Look, this is going in a direction I didn't anticipate we'd go in. And I'm a very nonpartisan
person who's worked in Democratic and Republican administrations last in the Bush administration.
But I have a completely different read from you, Dan.
Bring it.
I am very worried that a Trump administration is going to tell Israel,
this is not what I need, end it now, which is effective what he's already said,
like that Netanyahu is a loser because he hasn't ended it now.
He hasn't moved fast enough.
He has other interests that are largely isolationist anyway.
And I'm not convinced that
a position of like, you know, do whatever you need to, he can say that now when he's not in
the White House.
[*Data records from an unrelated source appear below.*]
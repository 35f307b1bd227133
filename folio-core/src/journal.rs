//! Journals: in-progress, uncommitted transactions against a page.
//!
//! A journal buffers put/delete operations against a base commit. On
//! commit it serializes the resulting key/value tree, persists the new
//! commit plus its root object, and registers the commit in the graph.
//! After commit or rollback the journal is invalid and every further
//! operation fails.

use std::collections::BTreeMap;
use std::sync::Arc;
use tracing::debug;

use crate::commit::{Commit, CommitId};
use crate::error::{Error, Result};
use crate::graph::CommitGraph;
use crate::object::{ObjectDigest, ObjectPriority};
use crate::store::ObjectStore;
use crate::tree::{PageTree, TreeEntry};

/// Which kind of transaction this journal records.
#[derive(Debug, Clone, Copy, PartialEq, Eq)]
pub enum JournalKind {
    /// Regular transaction with a single base parent.
    Simple { base: CommitId },
    /// Merge transaction; used only by the merge resolver. `base` is the
    /// older head, `other` the newer.
    Merge { base: CommitId, other: CommitId },
}

#[derive(Debug, Clone)]
enum PendingOp {
    Put(TreeEntry),
    Delete,
}

/// Mutable, transient transaction buffer.
pub struct Journal {
    kind: JournalKind,
    graph: Arc<CommitGraph>,
    objects: Arc<ObjectStore>,
    pending: BTreeMap<Vec<u8>, PendingOp>,
    valid: bool,
}

impl Journal {
    /// Start a regular transaction from a base commit.
    pub fn new_simple(graph: Arc<CommitGraph>, objects: Arc<ObjectStore>, base: CommitId) -> Self {
        Self {
            kind: JournalKind::Simple { base },
            graph,
            objects,
            pending: BTreeMap::new(),
            valid: true,
        }
    }

    /// Start a merge transaction. Only the merge resolver creates these;
    /// `base` must be the older of the two heads being merged.
    pub fn new_merge(
        graph: Arc<CommitGraph>,
        objects: Arc<ObjectStore>,
        base: CommitId,
        other: CommitId,
    ) -> Self {
        Self {
            kind: JournalKind::Merge { base, other },
            graph,
            objects,
            pending: BTreeMap::new(),
            valid: true,
        }
    }

    pub fn kind(&self) -> JournalKind {
        self.kind
    }

    fn check_valid(&self) -> Result<()> {
        if self.valid {
            Ok(())
        } else {
            Err(Error::InvalidJournal)
        }
    }

    /// Buffer a put of `key` referencing an already-stored object.
    pub fn put(
        &mut self,
        key: impl Into<Vec<u8>>,
        object: ObjectDigest,
        priority: ObjectPriority,
    ) -> Result<()> {
        self.check_valid()?;
        self.pending
            .insert(key.into(), PendingOp::Put(TreeEntry { object, priority }));
        Ok(())
    }

    /// Store `value` as a blob and buffer a put referencing it.
    pub async fn put_bytes(
        &mut self,
        key: impl Into<Vec<u8>>,
        value: &[u8],
        priority: ObjectPriority,
    ) -> Result<()> {
        self.check_valid()?;
        let object = self.objects.write_blob(value).await?;
        self.put(key, object, priority)
    }

    /// Buffer a delete of `key`.
    pub fn delete(&mut self, key: impl Into<Vec<u8>>) -> Result<()> {
        self.check_valid()?;
        self.pending.insert(key.into(), PendingOp::Delete);
        Ok(())
    }

    /// Commit the buffered operations, producing a new commit.
    ///
    /// The journal becomes invalid whether or not the commit succeeds
    /// past validation; a failed persist leaves the graph untouched.
    pub async fn commit(&mut self) -> Result<CommitId> {
        self.check_valid()?;
        self.valid = false;

        let (base, other) = match self.kind {
            JournalKind::Simple { base } => (base, None),
            JournalKind::Merge { base, other } => (base, Some(other)),
        };

        let base_commit = self.graph.get_commit(&base).await?;
        let mut tree = PageTree::load(&self.objects, &base_commit.root).await?;
        for (key, op) in &self.pending {
            match op {
                PendingOp::Put(entry) => tree.insert(key.clone(), *entry),
                PendingOp::Delete => {
                    tree.remove(key);
                }
            }
        }
        let root = tree.store(&self.objects).await?;
        let timestamp = chrono::Utc::now().timestamp_millis();

        let commit = match other {
            None => Commit::new_simple(base, root, timestamp),
            Some(other) => {
                let other_commit = self.graph.get_commit(&other).await?;
                Commit::new_merge(
                    (base, base_commit.timestamp),
                    (other, other_commit.timestamp),
                    root,
                    timestamp,
                )
            }
        };
        let id = self.graph.insert_commit(&commit).await?;
        debug!(commit = %id, ops = self.pending.len(), "journal committed");
        Ok(id)
    }

    /// Discard the buffered operations. The journal becomes invalid.
    pub fn rollback(&mut self) -> Result<()> {
        self.check_valid()?;
        self.valid = false;
        self.pending.clear();
        Ok(())
    }
}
I fear that his position is going to be very different if he were to get
back to the White House. And as for Harris, look, it is early days. I don't share the extent of your
concern. And I think that actually what she did at the rally was really, really smart. That's not the opportunity to start arguing with someone. She, like a classroom
teacher, raised an eyebrow, gave him a look, shut them down, went right back to her talking points
and kept things focused. And politically, it's actually a really smart decision to unite the
party, move beyond the period where people, when Biden was the candidate, were thinking maybe
they weren't going to vote for him. They were going to not vote for Trump. And just remember
at this rally, are you saying you want to vote for Trump? No. Okay. So let's move on.
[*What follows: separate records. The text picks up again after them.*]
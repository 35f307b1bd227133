//! Page eviction: bounds local disk usage by discarding the local
//! storage of pages that are closed and fully synced to the remote.

use async_trait::async_trait;
use serde::{Deserialize, Serialize};
use std::collections::HashMap;
use std::sync::Arc;
use tokio::sync::Mutex;
use tracing::{debug, warn};

use crate::error::Result;
use crate::page::PageRef;
use crate::store::PageDb;

/// Last-used value meaning "currently open"; such a page is never
/// eligible for eviction.
pub const OPEN_SENTINEL: i64 = 0;

const LAST_USED_KEY: &[u8] = b"evict/last_used";

/// The capabilities the eviction manager needs from its owner: a synced
/// check against the sync engine and the actual storage removal.
#[async_trait]
pub trait EvictionDelegate: Send + Sync {
    /// Whether every local commit of the page has reached the remote.
    async fn page_is_synced(&self, page: &PageRef) -> Result<bool>;

    /// Remove the page's local-only storage.
    async fn evict_page_storage(&self, page: &PageRef) -> Result<()>;
}

#[derive(Debug, Default, Serialize, Deserialize)]
struct LastUsedMap {
    entries: Vec<(PageRef, i64)>,
}

/// Tracks page last-used times and runs cleanup passes.
pub struct PageEvictionManager {
    db: Arc<dyn PageDb>,
    last_used: Mutex<HashMap<PageRef, i64>>,
}

impl PageEvictionManager {
    /// Open the manager, loading persisted last-used state.
    pub async fn open(db: Arc<dyn PageDb>) -> Result<Self> {
        let last_used = match db.get(LAST_USED_KEY).await? {
            Some(bytes) => {
                let map: LastUsedMap = serde_json::from_slice(&bytes).unwrap_or_default();
                map.entries.into_iter().collect()
            }
            None => HashMap::new(),
        };
        Ok(Self {
            db,
            last_used: Mutex::new(last_used),
        })
    }

    async fn persist(&self, map: &HashMap<PageRef, i64>) -> Result<()> {
        let snapshot = LastUsedMap {
            entries: map.iter().map(|(k, v)| (k.clone(), *v)).collect(),
        };
        let bytes = serde_json::to_vec(&snapshot)
            .map_err(|e| crate::error::Error::Internal(format!("Serialize last-used: {}", e)))?;
        self.db.put(LAST_USED_KEY, &bytes).await
    }

    /// Mark a page as open. Open pages carry the sentinel timestamp and
    /// are never evicted.
    pub async fn on_page_opened(&self, page: &PageRef) -> Result<()> {
        let mut map = self.last_used.lock().await;
        map.insert(page.clone(), OPEN_SENTINEL);
        self.persist(&map).await
    }

    /// Mark a page as closed, stamping it with the current time.
    pub async fn on_page_closed(&self, page: &PageRef) -> Result<()> {
        let mut map = self.last_used.lock().await;
        map.insert(page.clone(), chrono::Utc::now().timestamp_millis());
        self.persist(&map).await
    }

    /// Last-used timestamp of a page, if tracked.
    pub async fn last_used(&self, page: &PageRef) -> Option<i64> {
        self.last_used.lock().await.get(page).copied()
    }

    /// Scan closed pages oldest-first and evict those that are fully
    /// synced. A failed synced-state read skips that page; it is never
    /// evicted on uncertainty. Returns the number of pages evicted.
    pub async fn try_clean_up(&self, delegate: &dyn EvictionDelegate) -> Result<usize> {
        let candidates: Vec<(PageRef, i64)> = {
            let map = self.last_used.lock().await;
            let mut closed: Vec<(PageRef, i64)> = map
                .iter()
                .filter(|(_, ts)| **ts != OPEN_SENTINEL)
                .map(|(page, ts)| (page.clone(), *ts))
                .collect();
            closed.sort_by_key(|(page, ts)| (*ts, page.clone()));
            closed
        };

        let mut evicted = 0;
        for (page, _) in candidates {
            let synced = match delegate.page_is_synced(&page).await {
                Ok(synced) => synced,
                Err(e) => {
                    warn!(page = %page, error = %e, "synced check failed, skipping page");
                    continue;
                }
            };
            if !synced {
                debug!(page = %page, "page not fully synced, keeping");
                continue;
            }
            if let Err(e) = delegate.evict_page_storage(&page).await {
                warn!(page = %page, error = %e, "eviction failed, keeping page");
                continue;
            }
            let mut map = self.last_used.lock().await;
            map.remove(&page);
            self.persist(&map).await?;
            evicted += 1;
            debug!(page = %page, "evicted page storage");
        }
        Ok(evicted)
    }
}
That to me does not reflect a lack of support for Israel. I think we're going to find actually
that her policies are going to be quite consistent with Biden's on Israel, which does have in it a significant point
of concern about what the average Gazan is going through right now, which I think all of us should
be concerned about. But it hasn't translated into a, you know, Israel, that's it. So my take is
different. I don't want to get into a partisan conversation about it. But I do think that at
the end of the day, for all the
issues that we were talking about in the core of the podcast, this is largely irrelevant because
Israel doesn't have the luxury of waiting till November, right? The thesis is going to hit the
oscillator on this one way or the other before then. I want to respond because I didn't think
you were going to take this conversation where you took it, which is fine because you didn't
expect me to take it where I was going to take it.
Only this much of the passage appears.